ABOUT THIS TASK - Once you find the line that contains "pub static TEST_EMAIL: &str" in the entries below, give it again along with every following line, unchanged, through the final one.

____

use thiserror::Error;
use uuid::Uuid;

#[derive(Error, Debug)]
pub enum AuthError {
    #[error("No active session is present")]
    NotAuthenticated,
    #[error("Invalid email or password")]
    InvalidCredentials,
    #[error("Session could not be refreshed and has been invalidated")]
    RefreshFailed,
    #[error("Session for user {0:?} was rejected by the auth provider")]
    SessionRejected(Uuid),
}
pub static TEST_API_KEY: &str = "test-anon-key";
pub static TEST_USER_ID: &str = "550e8400-e29b-41d4-a716-446655440000";
pub static TEST_TENANT_ID: &str = "550e8400-e29b-41d4-a716-446655440001";
pub static TEST_EMAIL: &str = "tech@oficina.app";
pub static TEST_PASSWORD: &str = "hunter2";
pub static TEST_ACCESS_TOKEN: &str = "test-access-token";
pub static TEST_REFRESH_TOKEN: &str = "test-refresh-token";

____

WRITTEN RESPONSE -
pub static TEST_EMAIL: &str = "tech@oficina.app";
pub static TEST_PASSWORD: &str = "hunter2";
pub static TEST_ACCESS_TOKEN: &str = "test-access-token";
pub static TEST_REFRESH_TOKEN: &str = "test-refresh-token";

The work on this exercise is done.